[[ Supplied data open ]]

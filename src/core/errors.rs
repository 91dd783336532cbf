//! # Application Error Handling
//!
//! 회원 인증 서비스 전역에서 사용하는 에러 타입입니다.
//! 모든 계층은 `AppError`를 반환하고, 핸들러에서는 `actix_web::ResponseError`
//! 구현을 통해 자동으로 JSON 에러 응답으로 변환됩니다.
//!
//! ## HTTP 응답 매핑
//!
//! | AppError | HTTP Status | 사용 시나리오 |
//! |----------|-------------|---------------|
//! | `ValidationError` | 400 Bad Request | 요청 DTO 검증 실패 |
//! | `BadRequest` | 400 Bad Request | 중복 이메일, 리프레시 토큰 없음 |
//! | `AuthenticationError` | 401 Unauthorized | 로그인 실패, 인증 정보 없음 |
//! | `NotFound` | 404 Not Found | 회원 정보 없음 |
//! | `DatabaseError` | 500 Internal Server Error | MongoDB 오류 |
//! | `RedisError` | 500 Internal Server Error | Redis 오류 |
//! | `InternalError` | 500 Internal Server Error | 해싱/서명 등 예상치 못한 오류 |
//!
//! ## 응답 형식
//!
//! ```json
//! { "error": "이미 존재하는 이메일입니다." }
//! ```
//!
//! 클라이언트에 그대로 노출되는 도메인 에러(`BadRequest`, `AuthenticationError`,
//! `NotFound`)는 접두어 없이 메시지만 내려갑니다.

use thiserror::Error;

/// 애플리케이션 전역 에러 타입
///
/// ## 에러 카테고리
///
/// ### 1. 인프라 계층 에러
/// - `DatabaseError`: MongoDB 연산 실패
/// - `RedisError`: 리프레시 토큰 저장소/캐시 연산 실패
///
/// ### 2. 비즈니스 계층 에러
/// - `ValidationError`: 입력값 검증 실패
/// - `BadRequest`: 비즈니스 규칙 위반 (중복 가입, 이미 로그아웃된 회원)
/// - `NotFound`: 요청된 회원이 존재하지 않음
///
/// ### 3. 보안 계층 에러
/// - `AuthenticationError`: 잘못된 로그인 정보, 유효하지 않은 토큰
///
/// ### 4. 시스템 계층 에러
/// - `InternalError`: 예상하지 못한 시스템 오류
///
/// ## 에러 변환 패턴
///
/// ```rust,ignore
/// // MongoDB 에러 변환
/// collection.find_one(doc! { "email": email }).await
///     .map_err(|e| AppError::DatabaseError(e.to_string()))?;
///
/// // Redis 에러 변환
/// redis_client.get_string("RT:650f...").await
///     .map_err(|e| AppError::RedisError(e.to_string()))?;
/// ```
#[derive(Error, Debug)]
pub enum AppError {
    /// 데이터베이스 관련 에러
    ///
    /// 연결 실패, 쿼리 실패, 인덱스 생성 실패 등 MongoDB 연산 중 발생하는 오류입니다.
    #[error("Database error: {0}")]
    DatabaseError(String),

    /// Redis 관련 에러
    #[error("Redis error: {0}")]
    RedisError(String),

    /// 입력값 검증 에러
    ///
    /// `validator`로 검증한 요청 DTO가 형식 요구사항을 만족하지 않을 때 발생합니다.
    ///
    /// # 예제
    /// ```rust,ignore
    /// payload.validate()
    ///     .map_err(|e| AppError::ValidationError(e.to_string()))?;
    /// ```
    #[error("Validation error: {0}")]
    ValidationError(String),

    /// 잘못된 요청 에러
    ///
    /// 형식은 올바르지만 현재 상태에서 처리할 수 없는 요청입니다.
    /// 메시지는 그대로 클라이언트에 전달됩니다.
    ///
    /// # 발생 시나리오
    /// - 이미 가입된 이메일로 회원가입 시도
    /// - 리프레시 토큰이 없는 상태에서 로그아웃 시도
    #[error("{0}")]
    BadRequest(String),

    /// 리소스 찾을 수 없음 에러
    #[error("{0}")]
    NotFound(String),

    /// 인증 실패 에러
    ///
    /// 사용자의 신원을 확인할 수 없을 때 발생합니다.
    /// 401 Unauthorized로 응답됩니다.
    ///
    /// # 발생 시나리오
    /// - 존재하지 않는 이메일 또는 틀린 비밀번호
    /// - 보호된 엔드포인트에 인증 정보 없이 접근
    #[error("{0}")]
    AuthenticationError(String),

    /// 내부 서버 에러
    ///
    /// # 예제
    /// ```rust,ignore
    /// let hash = bcrypt::hash(&password, cost)
    ///     .map_err(|e| AppError::InternalError(format!("비밀번호 해싱 실패: {}", e)))?;
    /// ```
    #[error("Internal server error: {0}")]
    InternalError(String),
}

impl actix_web::ResponseError for AppError {
    fn status_code(&self) -> actix_web::http::StatusCode {
        use actix_web::http::StatusCode;

        match self {
            AppError::ValidationError(_) | AppError::BadRequest(_) => StatusCode::BAD_REQUEST,
            AppError::NotFound(_) => StatusCode::NOT_FOUND,
            AppError::AuthenticationError(_) => StatusCode::UNAUTHORIZED,
            _ => StatusCode::INTERNAL_SERVER_ERROR,
        }
    }

    /// HTTP 에러 응답을 생성합니다.
    ///
    /// 5xx 에러는 서버 로그에 원인을 남기고, 클라이언트에는 같은 형식의
    /// `{"error": ...}` 본문을 돌려줍니다.
    fn error_response(&self) -> actix_web::HttpResponse {
        let status = self.status_code();

        if status.is_server_error() {
            log::error!("요청 처리 중 서버 오류 발생: {}", self);
        }

        actix_web::HttpResponse::build(status)
            .json(serde_json::json!({
                "error": self.to_string()
            }))
    }
}

/// 편의성을 위한 Result 타입 별칭
pub type AppResult<T> = Result<T, AppError>;

/// 외부 라이브러리 에러를 AppError로 변환하는 확장 trait
///
/// # 예제
///
/// ```rust,ignore
/// use crate::core::errors::ErrorContext;
///
/// let header_value = HeaderValue::from_str(&token)
///     .context("재발급 토큰 헤더 생성 실패")?;
/// ```
pub trait ErrorContext<T> {
    /// 컨텍스트 정보와 함께 에러를 변환합니다.
    fn context(self, msg: &str) -> AppResult<T>;
}

impl<T, E> ErrorContext<T> for Result<T, E>
where
    E: std::fmt::Display,
{
    fn context(self, msg: &str) -> AppResult<T> {
        self.map_err(|e| AppError::InternalError(format!("{}: {}", msg, e)))
    }
}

[[ Supplied data closed ]]

If a line in the material contains "AuthenticationError", show it.

//! | `AuthenticationError` | 401 Unauthorized | 로그인 실패, 인증 정보 없음 |
//! 클라이언트에 그대로 노출되는 도메인 에러(`BadRequest`, `AuthenticationError`,
/// - `AuthenticationError`: 잘못된 로그인 정보, 유효하지 않은 토큰
    AuthenticationError(String),
            AppError::AuthenticationError(_) => StatusCode::UNAUTHORIZED,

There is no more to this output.